Revision as of 09:18, 8 March 2016

Scientific Methods for Health Sciences - Methods for Studying Heterogeneity of Treatment Effects, Case-Studies of Comparative Effectiveness Research

SMHS Methods1.png

Adopted from: http://dx.doi.org/10.1186/1471-2288-12-185

Methods Summaries

Overview

Recursive partitioning is a data mining technique for exploring structure and patterns in complex data. It facilitates the visualization of decision rules for predicting categorical (classification tree) or continuous (regression tree) outcome variables. The R rpart package provides the tools for Classification and Regression Tree (CART) modeling, conditional inference trees, and random forests. Additional resources include an Introduction to Recursive Partitioning Using the RPART Routines . The Appendix includes description of the main CART analysis steps.

install.packages("rpart")
library("rpart")

I. CART (Classification and Regression Tree) is a decision-tree based technique that considers how variation observed in a given response variable (continuous or categorical) can be understood through a systematic deconstruction of the overall study population into subgroups, using explanatory variables of interest. For HTE analysis, CART is best suited for early-stage, exploratory analyses. Its relative simplicity can be powerful in identifying basic relationships between variables of interest, and thus identify potential subgroups for more advanced analyses. The key to CART is its ‘systematic’ approach to the development of the subgroups, which are constructed sequentially through repeated, binary splits of the population of interest, one explanatory variable at a time. In other words, each ‘parent’ group is divided into two ‘child’ groups, with the objective of creating increasingly homogeneous subgroups. The process is repeated and the subgroups are then further split, until no additional variables are available for further subgroup development. The resulting tree structure is oftentimes overgrown, but additional techniques are used to ‘trim’ the tree to a point at which its predictive power is balanced against issues of over-fitting. Because the CART approach does not make assumptions regarding the distribution of the dependent variable, it can be used in situations where other multivariate modeling techniques often used for exploratory predictive risk modeling would not be appropriate – namely in situations where data are not normally distributed.

CART analyses are useful in situations where there is some evidence to suggest that HTE exists, but the subgroups defining the heterogeneous response are not well understood. CART allows for an exploration of response in a myriad of complex subpopulations, and more recently developed ensemble methods (such as Bayesian Additive Regression Trees) allow for more robust analyses through the combination of multiple CART analyses.
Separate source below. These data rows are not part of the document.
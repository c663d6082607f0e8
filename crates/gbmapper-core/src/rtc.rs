use std::{
    cell::Cell,
    fmt,
    rc::Rc,
    time::{SystemTime, UNIX_EPOCH},
};

use crate::savestate::RtcState;

const SECONDS_PER_DAY: i64 = 86_400;
/// Elapsed spans beyond this many days set the day-carry flag.
const DAY_COUNTER_SPAN: i64 = 0x1FF;

const DH_DAY_BIT8: u8 = 0x01;
const DH_HALT: u8 = 0x40;
const DH_CARRY: u8 = 0x80;

/// Source of wall-clock time in whole seconds.
pub trait Clock: fmt::Debug {
    fn now(&self) -> i64;
}

/// Host wall clock.
#[derive(Debug, Default, Clone, Copy)]
pub struct SystemClock;

impl Clock for SystemClock {
    fn now(&self) -> i64 {
        SystemTime::now()
            .duration_since(UNIX_EPOCH)
            .map(|d| d.as_secs() as i64)
            .unwrap_or(0)
    }
}

/// Clock that only moves when told to. Clones share the same time.
#[derive(Debug, Default, Clone)]
pub struct ManualClock(Rc<Cell<i64>>);

impl ManualClock {
    pub fn new(start: i64) -> Self {
        Self(Rc::new(Cell::new(start)))
    }

    pub fn set(&self, now: i64) {
        self.0.set(now);
    }

    pub fn advance(&self, seconds: i64) {
        self.0.set(self.0.get() + seconds);
    }
}

impl Clock for ManualClock {
    fn now(&self) -> i64 {
        self.0.get()
    }
}

/// RTC register reachable through the 0xA000-0xBFFF window.
#[derive(Debug, Clone, Copy, PartialEq, Eq)]
pub enum RtcRegister {
    Seconds,
    Minutes,
    Hours,
    DaysLow,
    /// Day bit 8, halt flag (bit 6) and day carry (bit 7).
    DaysHigh,
}

impl RtcRegister {
    fn from_index(index: u8) -> Option<Self> {
        match index {
            0 => Some(Self::Seconds),
            1 => Some(Self::Minutes),
            2 => Some(Self::Hours),
            3 => Some(Self::DaysLow),
            4 => Some(Self::DaysHigh),
            _ => None,
        }
    }
}

/// MBC3 real-time clock.
///
/// The running counter is kept as a base time: the wall-clock instant at
/// which the counter read zero. Registers only change when latched, and
/// writes rebase the counter so it continues from the written value.
#[derive(Debug)]
pub struct Rtc {
    clock: Box<dyn Clock>,
    base_time: i64,
    halt_time: i64,
    index: u8,
    data_dh: u8,
    data_dl: u8,
    data_h: u8,
    data_m: u8,
    data_s: u8,
    enabled: bool,
    last_latch_data: bool,
}

impl Rtc {
    pub fn new(clock: Box<dyn Clock>) -> Self {
        let now = clock.now();
        Self {
            clock,
            base_time: now,
            halt_time: now,
            index: 0,
            data_dh: 0,
            data_dl: 0,
            data_h: 0,
            data_m: 0,
            data_s: 0,
            enabled: false,
            last_latch_data: false,
        }
    }

    /// Reset the counter to zero as of now and disable register access.
    pub fn reset(&mut self) {
        let now = self.clock.now();
        self.base_time = now;
        self.halt_time = now;
        self.index = 0;
        self.data_dh = 0;
        self.data_dl = 0;
        self.data_h = 0;
        self.data_m = 0;
        self.data_s = 0;
        self.enabled = false;
        self.last_latch_data = false;
    }

    pub fn set_enabled(&mut self, enabled: bool) {
        self.enabled = enabled;
    }

    pub fn enabled(&self) -> bool {
        self.enabled
    }

    /// Register currently visible in the RAM window, if any.
    pub fn active(&self) -> Option<RtcRegister> {
        if !self.enabled {
            return None;
        }
        RtcRegister::from_index(self.index)
    }

    pub fn get_active(&self) -> bool {
        self.active().is_some()
    }

    /// Select a register from a raw 0x4000-0x5FFF write. Selectors
    /// 0x08-0x0C pick a register; anything else deselects the clock.
    pub fn swap_active(&mut self, selector: u8) {
        self.index = (selector & 0x0F).wrapping_sub(8);
    }

    /// Latch the running counter into the registers on a 0 -> 1 write.
    pub fn latch(&mut self, data: u8) {
        if !self.last_latch_data && data == 1 {
            self.do_latch();
        }
        self.last_latch_data = data != 0;
    }

    pub fn register(&self, reg: RtcRegister) -> u8 {
        match reg {
            RtcRegister::Seconds => self.data_s,
            RtcRegister::Minutes => self.data_m,
            RtcRegister::Hours => self.data_h,
            RtcRegister::DaysLow => self.data_dl,
            RtcRegister::DaysHigh => self.data_dh,
        }
    }

    pub fn read(&self) -> u8 {
        self.active().map(|reg| self.register(reg)).unwrap_or(0xFF)
    }

    pub fn write(&mut self, data: u8) {
        let Some(reg) = self.active() else {
            return;
        };
        match reg {
            RtcRegister::Seconds => {
                let value = data & 0x3F;
                self.set_seconds(value);
                self.data_s = value;
            }
            RtcRegister::Minutes => {
                let value = data & 0x3F;
                self.set_minutes(value);
                self.data_m = value;
            }
            RtcRegister::Hours => {
                let value = data & 0x1F;
                self.set_hours(value);
                self.data_h = value;
            }
            RtcRegister::DaysLow => {
                self.set_days_low(data);
                self.data_dl = data;
            }
            RtcRegister::DaysHigh => {
                let value = data & (DH_DAY_BIT8 | DH_HALT | DH_CARRY);
                self.set_days_high(value);
                self.data_dh = value;
            }
        }
    }

    pub fn base_time(&self) -> i64 {
        self.base_time
    }

    pub fn set_base_time(&mut self, base_time: i64) {
        self.base_time = base_time;
    }

    pub fn capture(&self, state: &mut RtcState) {
        state.base_time = self.base_time;
        state.halt_time = self.halt_time;
        state.index = self.index;
        state.data_dh = self.data_dh;
        state.data_dl = self.data_dl;
        state.data_h = self.data_h;
        state.data_m = self.data_m;
        state.data_s = self.data_s;
        state.last_latch_data = self.last_latch_data;
    }

    pub fn restore(&mut self, state: &RtcState, enabled: bool) {
        self.base_time = state.base_time;
        self.halt_time = state.halt_time;
        self.index = state.index;
        self.data_dh = state.data_dh;
        self.data_dl = state.data_dl;
        self.data_h = state.data_h;
        self.data_m = state.data_m;
        self.data_s = state.data_s;
        self.last_latch_data = state.last_latch_data;
        self.enabled = enabled;
    }

    fn halted(&self) -> bool {
        self.data_dh & DH_HALT != 0
    }

    /// Wall-clock time the counter is measured against; frozen while halted.
    fn reference_time(&self) -> i64 {
        if self.halted() {
            self.halt_time
        } else {
            self.clock.now()
        }
    }

    fn elapsed(&self) -> i64 {
        self.reference_time().saturating_sub(self.base_time).max(0)
    }

    fn do_latch(&mut self) {
        let span = DAY_COUNTER_SPAN * SECONDS_PER_DAY;
        let mut elapsed = self.elapsed();
        if elapsed > span {
            // Fold whole day-counter periods into the base; the remainder
            // stays in (0, span].
            let wraps = (elapsed - 1) / span;
            self.base_time = self.base_time.saturating_add(wraps * span);
            elapsed -= wraps * span;
            self.data_dh |= DH_CARRY;
        }

        let days = elapsed / SECONDS_PER_DAY;
        self.data_dl = (days & 0xFF) as u8;
        self.data_dh = (self.data_dh & !DH_DAY_BIT8) | ((days >> 8) & 0x01) as u8;

        let rem = elapsed % SECONDS_PER_DAY;
        self.data_h = (rem / 3600) as u8;
        self.data_m = (rem % 3600 / 60) as u8;
        self.data_s = (rem % 60) as u8;
    }

    /// Swap one field of the running counter: drop `old` seconds' worth and
    /// add `new` in its place.
    fn rebase(&mut self, old: i64, new: i64) {
        self.base_time = self.base_time.saturating_add(old).saturating_sub(new);
    }

    fn set_seconds(&mut self, seconds: u8) {
        self.rebase(self.elapsed() % 60, i64::from(seconds));
    }

    fn set_minutes(&mut self, minutes: u8) {
        let old = self.elapsed() / 60 % 60;
        self.rebase(old * 60, i64::from(minutes) * 60);
    }

    fn set_hours(&mut self, hours: u8) {
        let old = self.elapsed() / 3600 % 24;
        self.rebase(old * 3600, i64::from(hours) * 3600);
    }

    fn set_days_low(&mut self, days: u8) {
        let old = self.elapsed() / SECONDS_PER_DAY & 0xFF;
        self.rebase(old * SECONDS_PER_DAY, i64::from(days) * SECONDS_PER_DAY);
    }

    fn set_days_high(&mut self, new_dh: u8) {
        let old_high = self.elapsed() / SECONDS_PER_DAY & 0x100;
        self.rebase(
            old_high * SECONDS_PER_DAY,
            (i64::from(new_dh & DH_DAY_BIT8) << 8) * SECONDS_PER_DAY,
        );

        if (self.data_dh ^ new_dh) & DH_HALT != 0 {
            let now = self.clock.now();
            if new_dh & DH_HALT != 0 {
                self.halt_time = now;
            } else {
                self.base_time = self
                    .base_time
                    .saturating_add(now.saturating_sub(self.halt_time));
            }
        }
    }
}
Example Fifth Dutch growth study

# Let’s use the Fifth Dutch growth study (2009) fdgs  . Is it true that “the world’s tallest nation has stopped growing taller: the height of Dutch children from 1955 to 2009”?
#install.packages("mice")
library("mice")
?fdgs
head(fdgs)
ID Reg Age Sex HGT WGT HGT.Z WGT.Z
1 100001 West 13.09514 boy 175.5 75.0 1.751 2.410
2 100003 West 13.81793 boy 148.4 40.0 2.292 1.494
3 100004 West 13.97125 boy 159.9 46.5 0.743 0.783
4 100005 West 13.98220 girl 159.7 46.5 0.743 0.783
5 100006 West 13.52225 girl 160.3 47.8 0.414 0.355
6 100018 East 10.21492 boy 157.8 39.7 2.025 0.823
summary(fdgs)        
summary(fdgs)
ID Reg Age Sex HGT
Min.:100001 North:732 Min.:0.008214 boy:4829 Min.:46.0
1st Qu.:106353 East:2528 1st Qu.:1.618754 girl:5201 1st Qu.:83.8
Median:203855 South:2931 Median:8.084873 Median:131.5
Mean:180091 West:2578 Mean:8.157936 Mean:123.9
3rd Qu.210591 City:1261 3rd Qu.:13.547570 3rd Qu.:162.3
Max:401955 Max.:21.993155 Max.:208.0
NA's: 23

(1) Classification Tree

Let's use the data frame fdgs to predict Region, from Age, Height, and Weight.

# grow tree 
fit.1 <- rpart(reg ~ age + hgt + wgt,   method="class", data= fdgs[,-1])
printcp(fit.1) 	# display the results 
plotcp(fit.1) 	# visualize cross-validation results 
summary(fit.1) 	# detailed summary of splits
# plot tree 
par(oma=c(0,0,2,0))
plot(fit.1, uniform=TRUE,  margin=0.3, main="Classification Tree for Region (FDGS Data)")
text(fit.1, use.n=TRUE, all=TRUE, cex=1.0)
SMHS Methods2.png
# create a better plot of the classification tree 
post(fit.1, title = "Classification Tree for Region (FDGS Data)", file = "")
SMHS Methods3.png

(2) Pruning the tree

pruned.fit.1<- prune(fit.1, cp=   fit.1$\$$cptable[which.min(fit.1$\$$\$$cptable[,"xerror"]),"CP"])

 # plot the pruned tree 
 plot(pruned.fit.1, uniform=TRUE,  main="Pruned Classification Tree for Region (FDGS Data)")
 text(pruned.fit.1, use.n=TRUE, all=TRUE, cex=1.0)
 post(pruned.fit.1,  title = "Pruned Classification Tree for Region (FDGS Data)")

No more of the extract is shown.